* [What this task involves] In the data below, find each line carrying the string "Option" and copy it out.
(Beginning of Data for the task)
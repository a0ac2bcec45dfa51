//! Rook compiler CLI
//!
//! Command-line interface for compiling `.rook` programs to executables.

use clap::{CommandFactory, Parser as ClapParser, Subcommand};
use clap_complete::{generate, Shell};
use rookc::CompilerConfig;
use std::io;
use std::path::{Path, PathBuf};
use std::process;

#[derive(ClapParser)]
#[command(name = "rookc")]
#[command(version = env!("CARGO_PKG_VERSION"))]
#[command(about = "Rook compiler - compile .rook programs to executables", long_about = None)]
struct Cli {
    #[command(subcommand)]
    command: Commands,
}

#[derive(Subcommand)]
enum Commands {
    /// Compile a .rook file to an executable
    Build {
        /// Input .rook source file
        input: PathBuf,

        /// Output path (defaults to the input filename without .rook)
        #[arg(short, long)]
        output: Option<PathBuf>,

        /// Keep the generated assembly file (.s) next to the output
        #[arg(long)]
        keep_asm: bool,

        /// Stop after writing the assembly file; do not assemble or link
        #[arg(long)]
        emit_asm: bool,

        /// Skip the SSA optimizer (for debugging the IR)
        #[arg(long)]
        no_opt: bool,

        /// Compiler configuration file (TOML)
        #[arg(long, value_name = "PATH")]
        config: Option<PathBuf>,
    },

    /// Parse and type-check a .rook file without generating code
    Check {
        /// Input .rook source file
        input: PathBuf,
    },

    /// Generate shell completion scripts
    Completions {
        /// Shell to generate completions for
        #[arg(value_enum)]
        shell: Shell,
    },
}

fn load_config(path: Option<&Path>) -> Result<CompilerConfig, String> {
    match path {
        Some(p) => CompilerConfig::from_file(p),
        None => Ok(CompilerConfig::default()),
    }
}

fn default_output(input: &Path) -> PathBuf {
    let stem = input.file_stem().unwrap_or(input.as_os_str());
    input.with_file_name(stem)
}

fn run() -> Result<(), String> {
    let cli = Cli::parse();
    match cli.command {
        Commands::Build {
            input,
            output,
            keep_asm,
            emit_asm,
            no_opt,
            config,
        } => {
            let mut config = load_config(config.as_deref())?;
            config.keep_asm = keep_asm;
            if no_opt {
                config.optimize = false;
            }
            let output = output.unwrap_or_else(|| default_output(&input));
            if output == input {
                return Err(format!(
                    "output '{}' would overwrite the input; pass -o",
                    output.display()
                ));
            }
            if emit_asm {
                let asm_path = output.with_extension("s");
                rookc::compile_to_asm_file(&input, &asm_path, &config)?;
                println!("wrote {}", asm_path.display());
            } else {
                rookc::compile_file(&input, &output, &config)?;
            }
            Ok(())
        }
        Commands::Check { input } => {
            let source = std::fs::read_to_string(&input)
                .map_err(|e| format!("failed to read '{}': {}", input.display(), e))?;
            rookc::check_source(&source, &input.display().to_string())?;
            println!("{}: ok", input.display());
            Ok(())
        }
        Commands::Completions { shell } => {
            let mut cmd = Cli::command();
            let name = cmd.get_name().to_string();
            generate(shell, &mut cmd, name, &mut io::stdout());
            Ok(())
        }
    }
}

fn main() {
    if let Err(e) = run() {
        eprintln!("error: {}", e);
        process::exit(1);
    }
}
(End of Data for the task)
(Beginning of Data for the task)
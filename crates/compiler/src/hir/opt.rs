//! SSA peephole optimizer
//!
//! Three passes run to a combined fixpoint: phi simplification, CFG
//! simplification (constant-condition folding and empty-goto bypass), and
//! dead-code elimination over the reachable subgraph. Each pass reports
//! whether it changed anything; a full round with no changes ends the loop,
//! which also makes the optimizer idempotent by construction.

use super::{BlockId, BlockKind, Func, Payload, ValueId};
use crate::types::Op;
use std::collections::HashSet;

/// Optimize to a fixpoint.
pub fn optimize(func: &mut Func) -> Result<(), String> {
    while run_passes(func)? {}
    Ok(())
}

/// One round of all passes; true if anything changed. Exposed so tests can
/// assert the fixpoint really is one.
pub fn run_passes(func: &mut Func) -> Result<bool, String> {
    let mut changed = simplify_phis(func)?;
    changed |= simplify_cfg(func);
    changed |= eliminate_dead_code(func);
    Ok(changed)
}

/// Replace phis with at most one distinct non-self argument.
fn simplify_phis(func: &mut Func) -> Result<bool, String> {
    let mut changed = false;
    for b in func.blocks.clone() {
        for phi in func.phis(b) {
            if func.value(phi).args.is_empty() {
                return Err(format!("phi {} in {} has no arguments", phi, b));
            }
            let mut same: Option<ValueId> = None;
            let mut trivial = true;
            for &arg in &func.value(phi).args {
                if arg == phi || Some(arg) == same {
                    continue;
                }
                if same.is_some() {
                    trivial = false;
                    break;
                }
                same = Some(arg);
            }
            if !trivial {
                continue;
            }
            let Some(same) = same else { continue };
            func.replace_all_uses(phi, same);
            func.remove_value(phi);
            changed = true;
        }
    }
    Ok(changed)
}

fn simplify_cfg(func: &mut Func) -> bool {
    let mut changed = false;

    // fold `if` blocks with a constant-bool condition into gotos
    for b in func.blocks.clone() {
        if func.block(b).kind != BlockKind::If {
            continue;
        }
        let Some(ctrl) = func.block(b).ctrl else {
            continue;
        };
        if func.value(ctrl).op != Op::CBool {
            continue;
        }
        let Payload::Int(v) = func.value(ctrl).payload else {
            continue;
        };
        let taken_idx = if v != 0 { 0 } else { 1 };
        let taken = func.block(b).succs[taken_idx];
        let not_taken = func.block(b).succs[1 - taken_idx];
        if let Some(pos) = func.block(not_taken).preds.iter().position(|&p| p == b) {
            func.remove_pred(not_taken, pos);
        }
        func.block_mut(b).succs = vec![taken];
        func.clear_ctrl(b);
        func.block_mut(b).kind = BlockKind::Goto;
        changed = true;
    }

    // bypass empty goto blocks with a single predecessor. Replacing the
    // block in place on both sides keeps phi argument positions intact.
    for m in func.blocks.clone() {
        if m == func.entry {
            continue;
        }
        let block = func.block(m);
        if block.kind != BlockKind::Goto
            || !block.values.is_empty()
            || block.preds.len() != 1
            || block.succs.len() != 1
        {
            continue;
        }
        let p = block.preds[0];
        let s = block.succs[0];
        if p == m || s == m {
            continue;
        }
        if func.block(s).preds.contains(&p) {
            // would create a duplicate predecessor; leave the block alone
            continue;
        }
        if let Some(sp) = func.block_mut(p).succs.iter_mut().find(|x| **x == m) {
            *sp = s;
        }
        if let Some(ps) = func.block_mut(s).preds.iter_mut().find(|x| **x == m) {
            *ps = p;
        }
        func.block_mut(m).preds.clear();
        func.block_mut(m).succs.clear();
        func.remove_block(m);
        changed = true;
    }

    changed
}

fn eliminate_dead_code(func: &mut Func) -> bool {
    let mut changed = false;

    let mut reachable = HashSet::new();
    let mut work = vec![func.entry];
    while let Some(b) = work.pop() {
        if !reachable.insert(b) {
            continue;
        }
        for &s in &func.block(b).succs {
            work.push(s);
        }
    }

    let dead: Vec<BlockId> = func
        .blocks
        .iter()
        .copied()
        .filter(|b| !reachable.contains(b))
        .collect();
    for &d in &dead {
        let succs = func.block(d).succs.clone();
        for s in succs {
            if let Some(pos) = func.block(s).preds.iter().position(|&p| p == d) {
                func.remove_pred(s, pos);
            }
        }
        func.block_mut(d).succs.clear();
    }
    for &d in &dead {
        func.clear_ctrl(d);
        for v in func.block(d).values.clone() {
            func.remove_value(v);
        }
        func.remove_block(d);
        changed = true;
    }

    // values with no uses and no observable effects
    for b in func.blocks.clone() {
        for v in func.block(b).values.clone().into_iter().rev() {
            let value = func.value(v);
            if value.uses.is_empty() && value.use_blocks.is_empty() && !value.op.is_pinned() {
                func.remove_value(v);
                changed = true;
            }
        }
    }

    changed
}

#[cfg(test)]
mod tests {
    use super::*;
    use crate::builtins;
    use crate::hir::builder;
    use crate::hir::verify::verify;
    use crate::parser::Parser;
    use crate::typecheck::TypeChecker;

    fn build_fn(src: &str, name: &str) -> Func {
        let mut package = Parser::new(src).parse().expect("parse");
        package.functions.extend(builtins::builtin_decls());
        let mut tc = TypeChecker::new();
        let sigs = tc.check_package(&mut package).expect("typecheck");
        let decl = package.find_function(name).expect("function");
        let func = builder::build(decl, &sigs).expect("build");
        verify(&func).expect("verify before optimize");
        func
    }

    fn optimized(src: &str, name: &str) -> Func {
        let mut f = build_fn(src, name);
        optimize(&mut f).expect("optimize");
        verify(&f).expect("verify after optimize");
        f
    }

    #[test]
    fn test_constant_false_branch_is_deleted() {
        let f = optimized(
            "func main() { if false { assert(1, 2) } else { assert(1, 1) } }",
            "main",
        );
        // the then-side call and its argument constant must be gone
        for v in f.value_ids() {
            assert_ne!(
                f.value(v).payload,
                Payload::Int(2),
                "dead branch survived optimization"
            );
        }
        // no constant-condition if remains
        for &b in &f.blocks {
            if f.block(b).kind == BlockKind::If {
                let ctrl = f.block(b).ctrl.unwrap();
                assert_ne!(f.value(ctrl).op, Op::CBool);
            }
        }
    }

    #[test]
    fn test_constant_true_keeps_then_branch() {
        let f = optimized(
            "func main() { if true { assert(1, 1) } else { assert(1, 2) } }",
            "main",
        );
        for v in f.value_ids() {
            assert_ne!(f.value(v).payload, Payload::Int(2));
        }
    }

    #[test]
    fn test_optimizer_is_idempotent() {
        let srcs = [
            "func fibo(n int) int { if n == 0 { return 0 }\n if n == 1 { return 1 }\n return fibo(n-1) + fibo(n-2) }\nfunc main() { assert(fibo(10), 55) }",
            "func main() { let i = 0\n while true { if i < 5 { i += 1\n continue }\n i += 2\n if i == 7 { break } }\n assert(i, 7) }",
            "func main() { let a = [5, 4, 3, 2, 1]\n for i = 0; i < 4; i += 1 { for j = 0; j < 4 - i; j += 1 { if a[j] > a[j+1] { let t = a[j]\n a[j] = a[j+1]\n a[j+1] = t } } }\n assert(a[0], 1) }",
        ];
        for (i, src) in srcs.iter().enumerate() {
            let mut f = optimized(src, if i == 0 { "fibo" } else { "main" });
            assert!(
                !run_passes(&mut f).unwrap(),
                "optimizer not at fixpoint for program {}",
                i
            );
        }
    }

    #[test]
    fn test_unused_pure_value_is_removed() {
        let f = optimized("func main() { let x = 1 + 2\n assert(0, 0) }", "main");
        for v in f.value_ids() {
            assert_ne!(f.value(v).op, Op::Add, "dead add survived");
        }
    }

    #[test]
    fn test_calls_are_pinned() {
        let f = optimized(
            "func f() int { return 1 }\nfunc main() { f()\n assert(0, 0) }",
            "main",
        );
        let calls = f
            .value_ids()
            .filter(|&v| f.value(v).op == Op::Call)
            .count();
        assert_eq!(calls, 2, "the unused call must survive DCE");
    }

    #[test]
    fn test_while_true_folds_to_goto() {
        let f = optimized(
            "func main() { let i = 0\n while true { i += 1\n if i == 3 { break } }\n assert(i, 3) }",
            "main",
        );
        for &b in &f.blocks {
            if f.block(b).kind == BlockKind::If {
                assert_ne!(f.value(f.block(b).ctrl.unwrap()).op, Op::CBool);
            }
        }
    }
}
(End of Data for the task)
* [Solution to this task]
        output: Option<PathBuf>,
        config: Option<PathBuf>,
fn load_config(path: Option<&Path>) -> Result<CompilerConfig, String> {
            let mut same: Option<ValueId> = None;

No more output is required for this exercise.